Fractional Distillation Process
- Fractional distillation separates crude oil into different hydrocarbons based on boiling points.
- Crude oil is heated so most of it vaporizes and is fed into a fractionating column.
- The column is hottest at the bottom and cooler at the top; gases rise and condense at different heights depending on their boiling points.
- Long-chain hydrocarbons have high boiling points, condense early, and drain from the column near the bottom.
- Short-chain hydrocarbons have low boiling points, rise higher before condensing.
Uses of Different Fractions
- Bottom fractions (long chains): Bitumen (road surfacing), heavy fuel oil (heating, lubricants).
- Middle fractions: Diesel, petrol (vehicles), kerosene (jet engines).
- Top fractions (shortest chains): LPG (liquefied petroleum gas, e.g., propane and butane) stays gaseous.
- Shorter chains are more flammable and make better fuels.
- Longer chains are less useful as fuels but can be broken down into smaller ones in a process called cracking.
Petrochemical Industry Uses
- Substances obtained from crude oil are called petrochemicals.
- Petrochemicals serve as feedstock (raw materials) for producing solvents, lubricants, polymers, and detergents.
Key Terms & Definitions
- Crude Oil — A mixture of hydrocarbons found underground, formed from ancient biomass.
- Hydrocarbons — Compounds containing only hydrogen and carbon.
- Alkanes — A type of hydrocarbon with single bonds only.

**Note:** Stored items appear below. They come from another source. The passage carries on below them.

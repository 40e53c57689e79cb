use ratatui::{
    layout::Constraint,
    style::{Modifier, Style},
    symbols::Marker,
    text::{Line, Span},
    widgets::{
        canvas::{Canvas, Circle, Context, Line as CanvasLine, Points},
        Axis, Block, Borders, Cell, Chart, Dataset, Gauge, GraphType, Paragraph, Row, Table, Tabs,
        Wrap,
    },
};

use nn_dashboard::{
    network::{EdgeGeometry, NodeRole, Point},
    prefs::Preferences,
    visualizers::{
        attention::AttentionHead,
        feature_maps::{FeatureMap, MAP_SIZE},
        loss_chart::CHART_HEIGHT,
        ConfusionFrame, LogLine, NetworkStyle, StatusFrame,
    },
    RunState, Snapshot,
};

use super::theme::Theme;
use crate::state::dashboard::{Tab, CANVAS_SIZE};

const SHADES: [&str; 5] = [" ", "░", "▒", "▓", "█"];

fn panel<'a>(title: &'a str, theme: &Theme) -> Block<'a> {
    Block::default()
        .borders(Borders::ALL)
        .border_style(theme.border())
        .title(Span::styled(title, theme.title()))
}

pub fn header<'a>(status: &'a StatusFrame, snapshot: &Snapshot<'_>, theme: &Theme) -> Paragraph<'a> {
    let state_style = match snapshot.state {
        RunState::Idle => theme.muted(),
        RunState::Running => theme.accent_cyan(),
        RunState::Paused => theme.warn(),
        RunState::Finished => theme.accent_magenta(),
    };

    let line1 = Line::from(vec![
        Span::styled(
            "Neural Network Training Visualizer",
            Style::default().add_modifier(Modifier::BOLD),
        ),
        Span::raw("  |  "),
        Span::raw(format!("Model: {}", snapshot.variant().display_name())),
        Span::raw("  |  "),
        Span::styled(snapshot.state.label(), state_style),
    ]);

    let line2 = Line::from(Span::styled(status.message.as_str(), theme.text()));

    let line3 = Line::from(vec![Span::styled(
        format!(
            "Epoch: {} / {}  |  Loss: {}  |  Val loss: {}  |  Accuracy: {}",
            status.epoch, snapshot.max_epochs, status.train_loss, status.val_loss, status.accuracy
        ),
        theme.dim(),
    )]);

    Paragraph::new(vec![line1, line2, line3])
        .style(theme.base())
        .wrap(Wrap { trim: true })
}

pub fn progress<'a>(status: &StatusFrame, theme: &Theme) -> Gauge<'a> {
    let ratio = (status.progress_percent / 100.0).clamp(0.0, 1.0);
    Gauge::default()
        .block(panel("Progress", theme))
        .gauge_style(Style::default().fg(theme.fg).bg(theme.highlight))
        .ratio(ratio)
        .label(format!("{:.0}%", status.progress_percent))
}

pub fn tab_bar<'a>(selected: Tab, theme: &Theme) -> Tabs<'a> {
    Tabs::new(Tab::ALL.iter().map(|t| t.title()).collect::<Vec<_>>())
        .block(panel("View [Tab]", theme))
        .style(theme.muted())
        .highlight_style(theme.title().patch(theme.highlight_bg()))
        .select(selected.index())
}

/// Node drawn on the network canvas.
pub struct NodeMark {
    pub at: Point,
    pub role: NodeRole,
}

/// Everything placed on the network canvas for one frame.
pub struct NetworkScene {
    pub nodes: Vec<NodeMark>,
    /// Connections revealed so far.
    pub edges: Vec<EdgeGeometry>,
    /// Layer names with their column position.
    pub layer_labels: Vec<(f64, &'static str)>,
    pub particles: Vec<(f64, f64)>,
    pub style: NetworkStyle,
    pub pulse_on: bool,
}

/// Network diagram: faded connections, neurons, I/O labels and travelling particles.
pub fn network<'a>(
    title: &'a str,
    scene: NetworkScene,
    theme: Theme,
) -> Canvas<'a, impl Fn(&mut Context) + 'a> {
    Canvas::default()
        .block(panel(title, &theme))
        .background_color(theme.bg)
        .marker(Marker::Braille)
        .x_bounds([0.0, CANVAS_SIZE])
        .y_bounds([0.0, CANVAS_SIZE])
        .paint(move |ctx| {
            let style = scene.style;
            if style.edge_opacity > 0.0 {
                let color = theme.fade(style.edge_opacity);
                for e in &scene.edges {
                    let end = e.end();
                    ctx.draw(&CanvasLine {
                        x1: e.origin.x,
                        y1: e.origin.y,
                        x2: end.x,
                        y2: end.y,
                        color,
                    });
                }
            }
            ctx.layer();

            for n in &scene.nodes {
                let color = match n.role {
                    NodeRole::Output if style.pulse_outputs && scene.pulse_on => theme.accent_magenta,
                    NodeRole::Input | NodeRole::Output => theme.accent_cyan,
                    NodeRole::Hidden => theme.fg,
                };
                ctx.draw(&Circle {
                    x: n.at.x,
                    y: n.at.y,
                    radius: 1.0,
                    color,
                });
                let label = n.role.label();
                if !label.is_empty() {
                    let dx = if n.role == NodeRole::Input { -5.0 } else { 3.0 };
                    ctx.print(n.at.x + dx, n.at.y, Span::styled(label, theme.dim()));
                }
            }

            for (x, name) in &scene.layer_labels {
                ctx.print(*x - 3.0, 1.0, Span::styled(*name, theme.muted()));
            }

            ctx.layer();
            ctx.draw(&Points {
                coords: &scene.particles,
                color: theme.accent_yellow,
            });
        })
}

pub fn feature_map<'a>(map: &FeatureMap, theme: &Theme) -> Paragraph<'a> {
    let lines = if map.visible {
        (0..MAP_SIZE)
            .map(|row| {
                let cells = (0..MAP_SIZE)
                    .map(|col| {
                        let v = map.cell(row, col).clamp(0.0, 1.0);
                        let shade = SHADES[(v * (SHADES.len() - 1) as f64).round() as usize];
                        shade.repeat(2)
                    })
                    .collect::<String>();
                Line::from(Span::styled(cells, theme.text()))
            })
            .collect()
    } else {
        vec![Line::from(Span::styled("-", theme.muted()))]
    };

    Paragraph::new(lines).block(
        Block::default()
            .borders(Borders::ALL)
            .border_style(theme.border())
            .title(format!("map {}", map.index + 1)),
    )
}

pub fn attention_head<'a>(index: usize, head: &AttentionHead, theme: &Theme) -> Paragraph<'a> {
    let lines = head
        .weights
        .iter()
        .map(|row| {
            row.iter()
                .map(|w| {
                    Span::styled(
                        "   ",
                        Style::default().bg(theme.heat((w * head.scale * 2.0).min(1.0))),
                    )
                })
                .collect::<Vec<_>>()
        })
        .map(Line::from)
        .collect::<Vec<_>>();

    Paragraph::new(lines).block(
        Block::default()
            .borders(Borders::ALL)
            .border_style(theme.border())
            .title(format!("head {} ({:.0}%)", index + 1, head.scale * 100.0)),
    )
}

pub fn confusion<'a>(frame: &ConfusionFrame, theme: &Theme) -> Table<'a> {
    let classes = frame.classes();
    let header = Row::new(
        std::iter::once(Cell::from("true\\pred"))
            .chain((0..classes).map(|c| Cell::from(c.to_string())))
            .collect::<Vec<_>>(),
    )
    .style(theme.title());

    let rows = (0..classes).map(|row| {
        let cells = (0..classes).map(|col| {
            let style = if frame.visible {
                Style::default()
                    .fg(theme.fg)
                    .bg(theme.heat(frame.intensity(row, col)))
            } else {
                theme.muted()
            };
            Cell::from(frame.counts[row][col].to_string()).style(style)
        });
        Row::new(
            std::iter::once(Cell::from(row.to_string()).style(theme.title()))
                .chain(cells)
                .collect::<Vec<_>>(),
        )
    });

    let widths = std::iter::once(Constraint::Length(10))
        .chain((0..classes).map(|_| Constraint::Length(4)))
        .collect::<Vec<_>>();

    Table::new(rows, widths)
        .header(header)
        .block(panel("Confusion Matrix", theme))
}

/// Loss chart: the full training curve plus the trailing highlighted points.
pub fn loss_chart<'a>(
    curve: &'a [(f64, f64)],
    points: &'a [(f64, f64)],
    width: f64,
    theme: &Theme,
) -> Chart<'a> {
    let datasets = vec![
        Dataset::default()
            .name("train loss")
            .marker(Marker::Braille)
            .graph_type(GraphType::Line)
            .style(theme.dim())
            .data(curve),
        Dataset::default()
            .name("recent")
            .marker(Marker::Dot)
            .graph_type(GraphType::Scatter)
            .style(theme.accent_cyan())
            .data(points),
    ];

    Chart::new(datasets)
        .block(panel("Loss", theme))
        .x_axis(
            Axis::default()
                .title("epoch")
                .style(theme.muted())
                .bounds([0.0, width.max(1.0)])
                .labels(vec![Span::raw("0"), Span::raw("max")]),
        )
        .y_axis(
            Axis::default()
                .style(theme.muted())
                .bounds([0.0, CHART_HEIGHT])
                .labels(vec![Span::raw("0.0"), Span::raw("2.5")]),
        )
}

pub fn controls<'a>(prefs: &Preferences, theme: &Theme) -> Paragraph<'a> {
    let lines = vec![
        Line::from(format!("model:         {} [m]", prefs.model_type.display_name())),
        Line::from(format!("dataset:       {} [D]", prefs.dataset)),
        Line::from(format!("learning rate: {:.4} [+/-]", prefs.learning_rate)),
        Line::from(format!("batch size:    {} [b]", prefs.batch_size)),
        Line::from(format!(
            "theme:         {} [t]",
            if prefs.dark_mode { "dark" } else { "light" }
        )),
        Line::from(Span::styled(
            "s start  p pause  r reset  q quit",
            theme.muted(),
        )),
    ];

    Paragraph::new(lines)
        .style(theme.text())
        .block(panel("Controls", theme))
}

pub fn logs<'a>(logs: &'a [LogLine], theme: &Theme) -> Paragraph<'a> {
    let tail = logs.iter().rev().take(6).rev();

    let lines = tail
        .map(|l| {
            let level = match l.level {
                "WARN" => theme.warn(),
                "ERROR" => theme.error(),
                _ => theme.dim(),
            };
            Line::from(vec![
                Span::styled(format!("[{}] ", l.level), level),
                Span::styled(l.message.as_str(), theme.text()),
            ])
        })
        .collect::<Vec<_>>();

    Paragraph::new(lines)
        .block(panel("Events", theme))
        .wrap(Wrap { trim: true })
}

- Fractional Distillation — Process that separates mixtures by boiling points.
- Fractionating Column — Equipment used to separate vaporized crude oil into fractions.
- Bitumen — Thick, heavy fraction used for road surfaces.
- LPG (Liquefied Petroleum Gas) — Gaseous hydrocarbon mixture mainly of propane and butane.
- Feedstock — Raw materials used in industrial processes.
- Cracking — Process of breaking long-chain hydrocarbons into shorter ones.
Action Items / Next Steps
- Review how fractional distillation operates and why boiling points are important.
- Prepare for the next lesson on the cracking process.